Thomás O'Ryan y Vázquez (1821, in Madrid – 1902) was a Spanish military Lieutenant General, Minister of War, and Professor at the Academy of Military Engineering in Guadalajara, Spain. He was of Irish descent.

==Military career==
O´Ryan took part in the Spanish Revolution in 1848. He also fought in Cuba, aged around 30, participating in the defeat of the second attempt at maritime invasion by the Venezuelan filibuster Narciso López (1797 – executed 1851), who had been helped with exiles, mercenaries and money by United States Governor John A. Quitman of Mississippi (1797–1858), former Senator John Henderson of Mississippi (1797–1857) and the editor of the New Orleans Delta, Laurence Sigur, contravening the Spain–USA neutrality conventions operative since 1818. Quitman, Henderson and others were tried by a tribunal in the United States but were finally acquitted.

===Crimean War===
O´Ryan was a military attaché in 1855, as a Lieutenant Colonel, aged 34, and was invited by the General Headquarters of the French - British Army at the Crimean War against Russia to write an account of the war. He did this together with his assistant Lieutenant of the Military Engineers Corp, Andres Villalon Hechebarria, deceased in 1885 as a Brigadier of the Spanish Army, who participated in military campaigns in Africa, Mexico and the Philippine Islands.

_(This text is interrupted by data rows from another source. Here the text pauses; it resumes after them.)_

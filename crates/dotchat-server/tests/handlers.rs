//! Handler behavior, driven through the dispatcher against a fresh
//! seeded store.

mod support;

use std::collections::HashSet;
use std::sync::Arc;

use dotchat_common::proto::requests::*;
use dotchat_common::proto::responses::*;
use dotchat_common::Message;
use dotchat_server::dispatch::dispatch;
use dotchat_server::store::Store;

/// Encode → decode → dispatch → encode → decode, like a real exchange.
fn exchange(store: &Store, req: &Message) -> Message {
    let at_server = support::decode(&support::encode(req));
    let reply = dispatch(store, &at_server).expect("dispatch must not be fatal");
    support::decode(&support::encode(&reply))
}

fn login(store: &Store, user: &str, pass: &str) -> i32 {
    let reply = exchange(
        store,
        &LoginRequest {
            user: user.into(),
            pass: pass.into(),
        }
        .to_message(),
    );
    TokenResponse::from_message(&reply)
        .expect("login must succeed")
        .token
}

fn reason(reply: &Message) -> String {
    ErrorResponse::from_message(reply)
        .expect("expected an err response")
        .reason
}

#[test]
fn test_login_issues_nonzero_token() {
    let store = Store::open_in_memory().unwrap();
    let token = login(&store, "master", "pass");
    assert_ne!(token, 0);
}

#[test]
fn test_login_unknown_user() {
    let store = Store::open_in_memory().unwrap();
    let reply = exchange(
        &store,
        &LoginRequest {
            user: "nobody".into(),
            pass: "pass".into(),
        }
        .to_message(),
    );
    assert_eq!(reason(&reply), "User 'nobody' doesn't exist.");
}

#[test]
fn test_login_wrong_password() {
    let store = Store::open_in_memory().unwrap();
    let reply = exchange(
        &store,
        &LoginRequest {
            user: "master".into(),
            pass: "wrong".into(),
        }
        .to_message(),
    );
    assert_eq!(reason(&reply), "Password for 'master' incorrect.");
}

#[test]
fn test_parallel_logins_yield_distinct_tokens() {
    let store = Arc::new(Store::open_in_memory().unwrap());
    let handles: Vec<_> = (0..8)
        .map(|_| {
            let store = Arc::clone(&store);
            std::thread::spawn(move || login(&store, "master", "pass"))
        })
        .collect();

    let tokens: HashSet<i32> = handles.into_iter().map(|h| h.join().unwrap()).collect();
    assert_eq!(tokens.len(), 8);
}

#[test]
fn test_logout_revokes_every_session_of_the_user() {
    let store = Store::open_in_memory().unwrap();
    let first = login(&store, "master", "pass");
    let second = login(&store, "master", "pass");

    let reply = exchange(&store, &LogoutRequest { token: first }.to_message());
    OkayResponse::from_message(&reply).unwrap();

    // both tokens are gone: sign out of all devices
    for token in [first, second] {
        let reply = exchange(&store, &LogoutRequest { token }.to_message());
        assert_eq!(
            reason(&reply),
            format!("Token '{token}' is invalid or has expired. Please log-in again.")
        );
    }
}

#[test]
fn test_channel_list_contains_seeded_channel() {
    let store = Store::open_in_memory().unwrap();
    let token = login(&store, "master", "pass");
    let reply = exchange(&store, &ChannelListRequest { token }.to_message());
    let list = ChannelListResponse::from_message(&reply).unwrap();
    assert_eq!(list.data.len(), 1);
    assert_eq!(list.data[0].id, 1);
    assert_eq!(list.data[0].name, "general");
}

#[test]
fn test_channel_messages_requires_membership() {
    let store = Store::open_in_memory().unwrap();
    exchange(
        &store,
        &NewUserRequest {
            name: "newbie".into(),
            pass: "pw".into(),
        }
        .to_message(),
    );
    let token = login(&store, "newbie", "pw");

    let reply = exchange(
        &store,
        &ChannelMessagesRequest { token, chan_id: 1 }.to_message(),
    );
    assert_eq!(
        reason(&reply),
        "You can't access that channel, or that channel doesn't exist."
    );
}

#[test]
fn test_send_then_retrieve() {
    let store = Store::open_in_memory().unwrap();
    let token = login(&store, "master", "pass");

    let reply = exchange(
        &store,
        &MessageSendRequest {
            token,
            chan_id: 1,
            msg_cnt: "hi".into(),
        }
        .to_message(),
    );
    OkayResponse::from_message(&reply).unwrap();

    let reply = exchange(
        &store,
        &ChannelMessagesRequest { token, chan_id: 1 }.to_message(),
    );
    let msgs = ChannelMessagesResponse::from_message(&reply).unwrap().msgs;
    assert_eq!(msgs.len(), 1);
    assert_eq!(msgs[0].sender, 1);
    assert_eq!(msgs[0].cnt, "hi");
}

#[test]
fn test_send_requires_membership() {
    let store = Store::open_in_memory().unwrap();
    exchange(
        &store,
        &NewUserRequest {
            name: "outsider".into(),
            pass: "pw".into(),
        }
        .to_message(),
    );
    let token = login(&store, "outsider", "pw");

    let reply = exchange(
        &store,
        &MessageSendRequest {
            token,
            chan_id: 1,
            msg_cnt: "hi".into(),
        }
        .to_message(),
    );
    assert_eq!(
        reason(&reply),
        "You are not permitted to send messages in that channel."
    );
}

#[test]
fn test_channel_details_for_member() {
    let store = Store::open_in_memory().unwrap();
    let token = login(&store, "master", "pass");

    let reply = exchange(
        &store,
        &ChannelDetailsRequest { token, chan_id: 1 }.to_message(),
    );
    let details = ChannelDetailsResponse::from_message(&reply).unwrap();
    assert_eq!(details.id, 1);
    assert_eq!(details.name, "general");
    assert_eq!(details.owner_id, 1);
    assert_eq!(details.desc.as_deref(), Some("general main room"));
    assert_eq!(details.members, vec![1]);
}

#[test]
fn test_channel_details_denied_to_non_member() {
    let store = Store::open_in_memory().unwrap();
    exchange(
        &store,
        &NewUserRequest {
            name: "peeker".into(),
            pass: "pw".into(),
        }
        .to_message(),
    );
    let token = login(&store, "peeker", "pw");

    let reply = exchange(
        &store,
        &ChannelDetailsRequest { token, chan_id: 1 }.to_message(),
    );
    assert_eq!(reason(&reply), "You can't access that channel.");
}

#[test]
fn test_new_channel_enrolls_creator() {
    let store = Store::open_in_memory().unwrap();
    let token = login(&store, "master", "pass");

    let reply = exchange(
        &store,
        &NewChannelRequest {
            token,
            name: "hideout".into(),
            desc: None,
        }
        .to_message(),
    );
    let id = NewChannelResponse::from_message(&reply).unwrap().id;

    // the creator can use the channel straight away
    let reply = exchange(
        &store,
        &ChannelDetailsRequest { token, chan_id: id }.to_message(),
    );
    let details = ChannelDetailsResponse::from_message(&reply).unwrap();
    assert_eq!(details.members, vec![1]);
    assert_eq!(details.desc, None);
}

#[test]
fn test_new_user_then_login() {
    let store = Store::open_in_memory().unwrap();
    let reply = exchange(
        &store,
        &NewUserRequest {
            name: "alice".into(),
            pass: "wonder".into(),
        }
        .to_message(),
    );
    OkayResponse::from_message(&reply).unwrap();

    assert_ne!(login(&store, "alice", "wonder"), 0);
}

#[test]
fn test_new_user_duplicate_name() {
    let store = Store::open_in_memory().unwrap();
    let reply = exchange(
        &store,
        &NewUserRequest {
            name: "master".into(),
            pass: "whatever".into(),
        }
        .to_message(),
    );
    assert_eq!(reason(&reply), "User 'master' already exists.");
}

#[test]
fn test_change_pass_revokes_sessions() {
    let store = Store::open_in_memory().unwrap();
    let token = login(&store, "master", "pass");

    let reply = exchange(
        &store,
        &ChangePassRequest {
            token,
            new_pass: "better".into(),
        }
        .to_message(),
    );
    OkayResponse::from_message(&reply).unwrap();

    // the old token is dead, the old password refused, the new one works
    let reply = exchange(&store, &ChannelListRequest { token }.to_message());
    assert!(reason(&reply).contains("invalid or has expired"));
    let reply = exchange(
        &store,
        &LoginRequest {
            user: "master".into(),
            pass: "pass".into(),
        }
        .to_message(),
    );
    assert_eq!(reason(&reply), "Password for 'master' incorrect.");
    assert_ne!(login(&store, "master", "better"), 0);
}

#[test]
fn test_user_details_shares_channels_with_caller() {
    let store = Store::open_in_memory().unwrap();
    exchange(
        &store,
        &NewUserRequest {
            name: "bob".into(),
            pass: "pw".into(),
        }
        .to_message(),
    );
    let master = login(&store, "master", "pass");
    let bob_token = login(&store, "bob", "pw");

    let bob_id = UserDetailsResponse::from_message(&exchange(
        &store,
        &UserDetailsRequest {
            token: master,
            uid: 2,
        }
        .to_message(),
    ))
    .unwrap()
    .id;

    // no shared channels yet
    let details = UserDetailsResponse::from_message(&exchange(
        &store,
        &UserDetailsRequest {
            token: master,
            uid: bob_id,
        }
        .to_message(),
    ))
    .unwrap();
    assert_eq!(details.name, "bob");
    assert!(details.mutual_channels.is_empty());

    // invite bob into general; now it is mutual, from both sides
    OkayResponse::from_message(&exchange(
        &store,
        &InviteRequest {
            token: master,
            uid: bob_id,
            chan_id: 1,
        }
        .to_message(),
    ))
    .unwrap();

    for (token, uid) in [(master, bob_id), (bob_token, 1)] {
        let details = UserDetailsResponse::from_message(&exchange(
            &store,
            &UserDetailsRequest { token, uid }.to_message(),
        ))
        .unwrap();
        assert_eq!(details.mutual_channels, vec![1]);
    }
}

#[test]
fn test_user_details_unknown_user() {
    let store = Store::open_in_memory().unwrap();
    let token = login(&store, "master", "pass");
    let reply = exchange(
        &store,
        &UserDetailsRequest { token, uid: 99 }.to_message(),
    );
    assert_eq!(reason(&reply), "User with ID '99' doesn't exist.");
}

#[test]
fn test_invite_flow_and_duplicate() {
    let store = Store::open_in_memory().unwrap();
    exchange(
        &store,
        &NewUserRequest {
            name: "carol".into(),
            pass: "pw".into(),
        }
        .to_message(),
    );
    let master = login(&store, "master", "pass");

    let invite = InviteRequest {
        token: master,
        uid: 2,
        chan_id: 1,
    };
    OkayResponse::from_message(&exchange(&store, &invite.to_message())).unwrap();

    let reply = exchange(&store, &invite.to_message());
    assert_eq!(reason(&reply), "That user has already joined that channel.");
}

#[test]
fn test_invite_requires_ownership() {
    let store = Store::open_in_memory().unwrap();
    exchange(
        &store,
        &NewUserRequest {
            name: "dave".into(),
            pass: "pw".into(),
        }
        .to_message(),
    );
    let dave = login(&store, "dave", "pw");

    let reply = exchange(
        &store,
        &InviteRequest {
            token: dave,
            uid: 1,
            chan_id: 1,
        }
        .to_message(),
    );
    assert_eq!(
        reason(&reply),
        "Only the creator of a channel can add users to that channel."
    );
}

#[test]
fn test_invite_missing_channel_and_user() {
    let store = Store::open_in_memory().unwrap();
    let master = login(&store, "master", "pass");

    let reply = exchange(
        &store,
        &InviteRequest {
            token: master,
            uid: 1,
            chan_id: 9,
        }
        .to_message(),
    );
    assert_eq!(reason(&reply), "There is no channel with ID 9.");

    let reply = exchange(
        &store,
        &InviteRequest {
            token: master,
            uid: 9,
            chan_id: 1,
        }
        .to_message(),
    );
    assert_eq!(reason(&reply), "There is no user with ID 9.");
}
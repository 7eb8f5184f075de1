//! The interactive dot-command loop.
//!
//! Server refusals (`err` responses) print a failure notice and drop the
//! user back at the nearest prompt; transport failures abort the session.

use std::io::{self, BufRead, Write};

use dotchat_common::error::{ChatError, Result};

use crate::api::ChatClient;

#[derive(Debug, Clone, Copy, PartialEq, Eq)]
enum Flow {
    Back,
    Quit,
}

pub fn run(client: &mut ChatClient) -> Result<()> {
    println!("Welcome to the dotchat client.");
    println!(" -> Prepend all commands with a dot (.).");
    println!("    Exception: yes/no questions (answer with y or n).");
    println!(" -> Whenever a command is requested, you can also");
    println!("    enter .q to exit.");
    println!();

    loop {
        let token = match login_menu(client)? {
            Some(token) => token,
            None => return Ok(()),
        };
        if main_menu(client, token)? == Flow::Quit {
            return Ok(());
        }
        // Flow::Back means the user logged out; offer another login
    }
}

/// Print the server's refusal and carry on; anything else is fatal.
fn report(err: ChatError) -> Result<()> {
    match err {
        ChatError::Protocol(reason) => {
            println!("Action failed!");
            println!("  Reason: {reason}");
            Ok(())
        }
        fatal => Err(fatal),
    }
}

fn prompt(text: &str) -> Result<String> {
    print!("{text}");
    io::stdout().flush()?;
    let mut line = String::new();
    // EOF on stdin reads as a quit request
    if io::stdin().lock().read_line(&mut line)? == 0 {
        return Ok(".q".into());
    }
    Ok(line.trim().to_string())
}

fn yes_no(question: &str) -> Result<bool> {
    loop {
        match prompt(question)?.as_str() {
            "y" => return Ok(true),
            "n" | ".q" => return Ok(false),
            _ => println!("Please answer with y (yes) or n (no)."),
        }
    }
}

fn prompt_i32(text: &str) -> Result<Option<i32>> {
    loop {
        let line = prompt(text)?;
        if line == ".q" || line == ".b" {
            return Ok(None);
        }
        match line.parse() {
            Ok(n) => return Ok(Some(n)),
            Err(_) => println!("Please enter a number."),
        }
    }
}

fn login_menu(client: &mut ChatClient) -> Result<Option<i32>> {
    println!("You are currently not logged in.");
    println!("  -> Use .l to log into an existing account, or");
    println!("  -> Use .s to create a new account.");

    loop {
        match prompt("Your choice? ")?.as_str() {
            ".l" => {
                if let Some(token) = try_login(client)? {
                    return Ok(Some(token));
                }
            }
            ".s" => {
                if sign_up(client)? && yes_no("You're signed up now. Do you want to log in (y/n)? ")? {
                    if let Some(token) = try_login(client)? {
                        return Ok(Some(token));
                    }
                }
            }
            ".q" => return Ok(None),
            _ => println!("Unrecognized command."),
        }
    }
}

fn try_login(client: &mut ChatClient) -> Result<Option<i32>> {
    let user = prompt("Username: ")?;
    let pass = prompt("Password: ")?;
    match client.login(&user, &pass) {
        Ok(token) => {
            println!("Logged in.");
            Ok(Some(token))
        }
        Err(err) => {
            report(err)?;
            Ok(None)
        }
    }
}

fn sign_up(client: &mut ChatClient) -> Result<bool> {
    let name = prompt("Username: ")?;
    let pass = prompt("Password: ")?;
    match client.sign_up(&name, &pass) {
        Ok(()) => Ok(true),
        Err(err) => {
            report(err)?;
            Ok(false)
        }
    }
}

fn main_menu(client: &mut ChatClient, token: i32) -> Result<Flow> {
    loop {
        println!("This is the main menu.");
        println!("  -> Use .cs to browse your channels,");
        println!("  -> Use .cc to create a new channel,");
        println!("  -> Use .cp to change your password, or");
        println!("  -> Use .l to log out.");

        match prompt("What do you want to do? ")?.as_str() {
            ".cs" => {
                if channel_menu(client, token)? == Flow::Quit {
                    return Ok(Flow::Quit);
                }
            }
            ".cc" => create_channel(client, token)?,
            ".cp" => change_pass(client, token)?,
            ".l" => {
                if let Err(err) = client.logout(token) {
                    report(err)?;
                }
                return Ok(Flow::Back);
            }
            ".q" => return Ok(Flow::Quit),
            _ => println!("Unrecognized command. Please try again."),
        }
    }
}

fn channel_menu(client: &mut ChatClient, token: i32) -> Result<Flow> {
    loop {
        let channels = match client.channel_list(token) {
            Ok(channels) => channels,
            Err(err) => {
                report(err)?;
                return Ok(Flow::Back);
            }
        };
        println!("Channels available to you:");
        for chan in &channels {
            println!("  -> {}: {}", chan.id, chan.name);
        }
        println!("Options:");
        println!("  -> Use .c to choose and act upon a channel,");
        println!("  -> Use .r to refresh this list, or");
        println!("  -> Use .b to go back.");

        match prompt("Your choice? ")?.as_str() {
            ".c" => {
                if let Some(id) = prompt_i32("Channel ID? ")? {
                    if in_channel_menu(client, token, id)? == Flow::Quit {
                        return Ok(Flow::Quit);
                    }
                }
            }
            ".r" => {}
            ".b" => return Ok(Flow::Back),
            ".q" => return Ok(Flow::Quit),
            _ => println!("Unrecognized command. Please try again."),
        }
    }
}

fn in_channel_menu(client: &mut ChatClient, token: i32, chan_id: i32) -> Result<Flow> {
    let chan = match client.channel_details(token, chan_id) {
        Ok(chan) => chan,
        Err(err) => {
            report(err)?;
            return Ok(Flow::Back);
        }
    };

    loop {
        println!("You're now in {} (ID: {}).", chan.name, chan.id);
        if let Some(desc) = &chan.desc {
            println!("  {desc}");
        }
        println!("Actions for this channel:");
        println!("  -> Use .m to read the messages in this channel,");
        println!("  -> Use .s to send a message,");
        println!("  -> Use .u to view the members of this channel,");
        println!("  -> Use .i to invite another user here, or");
        println!("  -> Use .b to go back.");

        match prompt("What do you want to do? ")?.as_str() {
            ".m" => match client.channel_messages(token, chan_id) {
                Ok(msgs) => {
                    println!("Messages in {}:", chan.name);
                    for msg in msgs {
                        println!("  <User #{}> at {}: {}", msg.sender, msg.when, msg.cnt);
                    }
                }
                Err(err) => report(err)?,
            },
            ".s" => {
                let text = prompt("Message to send: ")?;
                if let Err(err) = client.send_message(token, chan_id, &text) {
                    report(err)?;
                }
            }
            ".u" => match client.channel_details(token, chan_id) {
                Ok(details) => {
                    println!(
                        "Users in {} (the owner has a * next to their name):",
                        details.name
                    );
                    for uid in &details.members {
                        let marker = if *uid == details.owner_id { '*' } else { ' ' };
                        match client.user_details(token, *uid) {
                            Ok(user) => {
                                println!("  -> {marker}User #{}: {}", user.id, user.name)
                            }
                            Err(err) => report(err)?,
                        }
                    }
                }
                Err(err) => report(err)?,
            },
            ".i" => invite_user(client, token, chan_id)?,
            ".b" => return Ok(Flow::Back),
            ".q" => return Ok(Flow::Quit),
            _ => println!("Unrecognized command. Please try again."),
        }
    }
}

fn invite_user(client: &mut ChatClient, token: i32, chan_id: i32) -> Result<()> {
    let Some(uid) = prompt_i32("Enter user ID: ")? else {
        return Ok(());
    };
    let user = match client.user_details(token, uid) {
        Ok(user) => user,
        Err(err) => return report(err),
    };
    if !yes_no(&format!(
        "Confirm adding user #{} ({}) (y/n)? ",
        user.id, user.name
    ))? {
        return Ok(());
    }
    if let Err(err) = client.invite(token, uid, chan_id) {
        report(err)?;
    } else {
        println!("Invited {}.", user.name);
    }
    Ok(())
}

fn create_channel(client: &mut ChatClient, token: i32) -> Result<()> {
    let name = normalize_channel_name(&prompt("Name for the new channel? ")?);
    let desc = prompt("Description for the channel (optional)? ")?;
    let desc = (!desc.is_empty()).then_some(desc);

    match client.new_channel(token, &name, desc.as_deref()) {
        Ok(id) => println!("Created {name} with ID {id}."),
        Err(err) => report(err)?,
    }
    Ok(())
}

fn change_pass(client: &mut ChatClient, token: i32) -> Result<()> {
    let new_pass = prompt("New password? ")?;
    match client.change_pass(token, &new_pass) {
        Ok(()) => println!("Password changed; you have been signed out everywhere."),
        Err(err) => report(err)?,
    }
    Ok(())
}

/// Channel names always start with a `#`.
fn normalize_channel_name(name: &str) -> String {
    if name.starts_with('#') {
        name.to_string()
    } else {
        format!("#{name}")
    }
}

They wrote a most interesting account of the Crimean War in 3 volumes, namely: Memorias sobre el viaje militar a La Crimea, presentada por los oficiales del Cuerpo de Ingenieros nombrados en 1855 para seguir y estudiar las operaciones de la Guerra entre Rusia y las potencias occidentales de Francia e Inglaterra auxiliando a la Turquía. Madrid, Imprenta Memorial Engineers (Reports on the military journey to the Crimea, by officers of the Corps of Engineers appointed in 1855 to monitor and study the operations of the War between Russia and the Western powers France and England, in support of Turkey.).

==Further career==
In 1859 he was commissioned as a Colonel to witness the Italian War.

He was a Governor of Melilla (1864–1866). He was a personal aide of King Alfonso XII of Spain (1857 - King under a coup d'état in 1875–1885), Minister of War in the Cabinet of Prime Minister Praxedes Mateo Sagasta and General Director of the Infantry Corps.

==Bibliography==
O´Ryan wrote in Spanish, Guerra de Oriente (1854 a 1856). Conferencias dadas en el Centro del Ejército y de la Armada by General Don Tomás O´Ryan y Vázquez (East War (1854 to 1856). Lectures given to the Army and Navy.). Madrid, Imprenta Memorial Engineers (1886).

He published in 1856, in vol. 11, of the Imprenta Memorial Engineers, (Madrid), a 360 pages treatise with 36 deployable designs, a translation of the German work by the Austrian Julius von Wurmb Tratado de Arquitectura Militar (Treatise on Military Architecture).

He wrote some treatises on military engineering.

==Honours==
He received the "Legion d'Honneur" medal in France, the Portuguese medal of the "Order of the Concepcion de Villaviciosa", the medal of "San Maurizio e San Lazaro" in Italy and the "Order of the Medjidie" from Turkey.